How do I begin to optimise my program [closed]

Closed. This question needs details or clarity. It is not currently accepting answers.
Want to improve this question? Add details and clarify the problem by editing this post.
Closed 2 years ago.
Improve this question
I have a web server program written in java and my boss wants it to run faster.
Iv always been happy if it ran without error so efficiency is new to me.
I tried a profiler but it crashed my computer and turned out to be a dead opensource project.
I have no idea what I am doing except from reading a few questions on here. I see that re factoring code is the best option but Im not sure how to go about that and that i need a profiler to see what code to re factor.
So does anyone know of a free profiler that I can use ? Im using java and eclipse. if possible some instructions or a like to easy instruction would be great.
But what I really want if anyone can give it is a basic introduction to the subject so I can understand enough to go do in depth research on the subject to get the best results.
I am a complete beginner when it comes to optimising code and the subject seems very complex from what I have seen so far, any help with how to get started would be greatly appreciated.
Im new to java as well so saying things like check garbage collection would mean nothing to me, id need a more detailed explanation.
EDIT: the program uses tomcat for the networking. it connects to an SQL database. the main function is a polling loop which checks all attached devices on the network, reads events from them writes the event to the database and the performs the event functions.
I am trying to improve the polling loop. the program is heavily multithreaded and uses a lot of interfaces and proxies so it is hart to see were code goes the farther you get from the polling loop.
I hope this information helps you offer solutions. also I did not build it, I inherited the code.

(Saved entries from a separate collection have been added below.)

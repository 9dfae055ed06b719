//! Wire contract of the REST boundary.
//!
//! Every endpoint answers `{"data": ...}` on success or `{"error": "..."}`
//! with a non-2xx status on failure. PATCH endpoints multiplex several
//! actions through a tagged body; those bodies live here so the client and
//! any test double agree on the exact shapes.

use chrono::{DateTime, Utc};
use serde::{Deserialize, Serialize};

use crate::ids::*;
use crate::models::{EventResponse, TaskStatus, UserPatch};

/// The `{data, error}` response envelope.
#[derive(Debug, Clone, Serialize, Deserialize)]
pub struct ApiEnvelope<T> {
    #[serde(default = "none", skip_serializing_if = "Option::is_none")]
    pub data: Option<T>,
    #[serde(default, skip_serializing_if = "Option::is_none")]
    pub error: Option<String>,
}

fn none<T>() -> Option<T> {
    None
}

impl<T> ApiEnvelope<T> {
    pub fn data(data: T) -> Self {
        Self {
            data: Some(data),
            error: None,
        }
    }

    pub fn error(message: impl Into<String>) -> ApiEnvelope<T> {
        ApiEnvelope {
            data: None,
            error: Some(message.into()),
        }
    }
}

/// `PATCH /users` — partial profile update by id.
#[derive(Debug, Clone, Serialize, Deserialize)]
pub struct UserPatchBody {
    pub id: UserId,
    #[serde(flatten)]
    pub patch: UserPatch,
}

/// `POST /families` body.
#[derive(Debug, Clone, Serialize, Deserialize)]
pub struct CreateFamilyBody {
    pub name: String,
    pub created_by: UserId,
}

/// `PATCH /families` — membership changes.
#[derive(Debug, Clone, Serialize, Deserialize)]
#[serde(tag = "action", rename_all = "snake_case")]
pub enum FamilyPatchBody {
    Invite { family_id: FamilyId, user_id: UserId },
    Leave { family_id: FamilyId, user_id: UserId },
}

/// `PATCH /tasks` — status transition or edit, merged by id.
#[derive(Debug, Clone, Serialize, Deserialize)]
pub struct TaskPatchBody {
    pub id: TaskId,
    #[serde(skip_serializing_if = "Option::is_none")]
    pub status: Option<TaskStatus>,
    #[serde(skip_serializing_if = "Option::is_none")]
    pub completed_at: Option<DateTime<Utc>>,
    #[serde(skip_serializing_if = "Option::is_none")]
    pub completed_by: Option<UserId>,
    #[serde(flatten)]
    pub patch: crate::models::TaskPatch,
}

/// `PATCH /events` — currently only RSVP updates.
#[derive(Debug, Clone, Serialize, Deserialize)]
#[serde(tag = "type", rename_all = "snake_case")]
pub enum EventPatchBody {
    Response {
        event_id: EventId,
        user_id: UserId,
        response: EventResponse,
    },
}

/// `PATCH /wishlist` — booking state transitions.
#[derive(Debug, Clone, Serialize, Deserialize)]
#[serde(tag = "action", rename_all = "snake_case")]
pub enum WishlistPatchBody {
    Book { item_id: ItemId, booked_by: UserId },
    Cancel { item_id: ItemId },
}

/// `POST /friends` body.
#[derive(Debug, Clone, Serialize, Deserialize)]
pub struct SendRequestBody {
    pub sender_id: UserId,
    pub receiver_id: UserId,
}

/// `PATCH /friends` — resolve a pending request.
#[derive(Debug, Clone, Serialize, Deserialize)]
#[serde(tag = "action", rename_all = "snake_case")]
pub enum FriendPatchBody {
    Accept { request_id: RequestId },
    Decline { request_id: RequestId },
}

#[cfg(test)]
mod tests {
    use super::*;

    #[test]
    fn envelope_round_trip() {
        let ok: ApiEnvelope<Vec<u32>> = ApiEnvelope::data(vec![1, 2]);
        let json = serde_json::to_string(&ok).unwrap();
        assert_eq!(json, r#"{"data":[1,2]}"#);

        let err: ApiEnvelope<Vec<u32>> = serde_json::from_str(r#"{"error":"boom"}"#).unwrap();
        assert!(err.data.is_none());
        assert_eq!(err.error.as_deref(), Some("boom"));
    }

    #[test]
    fn patch_bodies_are_action_tagged() {
        let body = WishlistPatchBody::Book {
            item_id: ItemId::from("w1"),
            booked_by: UserId::from("3"),
        };
        let json = serde_json::to_value(&body).unwrap();
        assert_eq!(json["action"], "book");
        assert_eq!(json["item_id"], "w1");

        let body = FamilyPatchBody::Leave {
            family_id: FamilyId::from("f1"),
            user_id: UserId::from("2"),
        };
        assert_eq!(serde_json::to_value(&body).unwrap()["action"], "leave");
    }
}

First of all detect the bottlenecks. There is no point in optimizing a method from 500ms to 400ms when there is a method running for 5 seconds, when it should run for 100ms.
You can try using the VisualVM as a profiler, which is built-in in the JDK.

If you want a free profiler, use VisualVM when comes with Java. It is likely to be enough.
You should ask your boss exact what he would like to go faster. There is no point optimising random pieces of code he/she might not care about. (Its easily done)
You can also log key points in you task/request to determine what it spends the most time doing.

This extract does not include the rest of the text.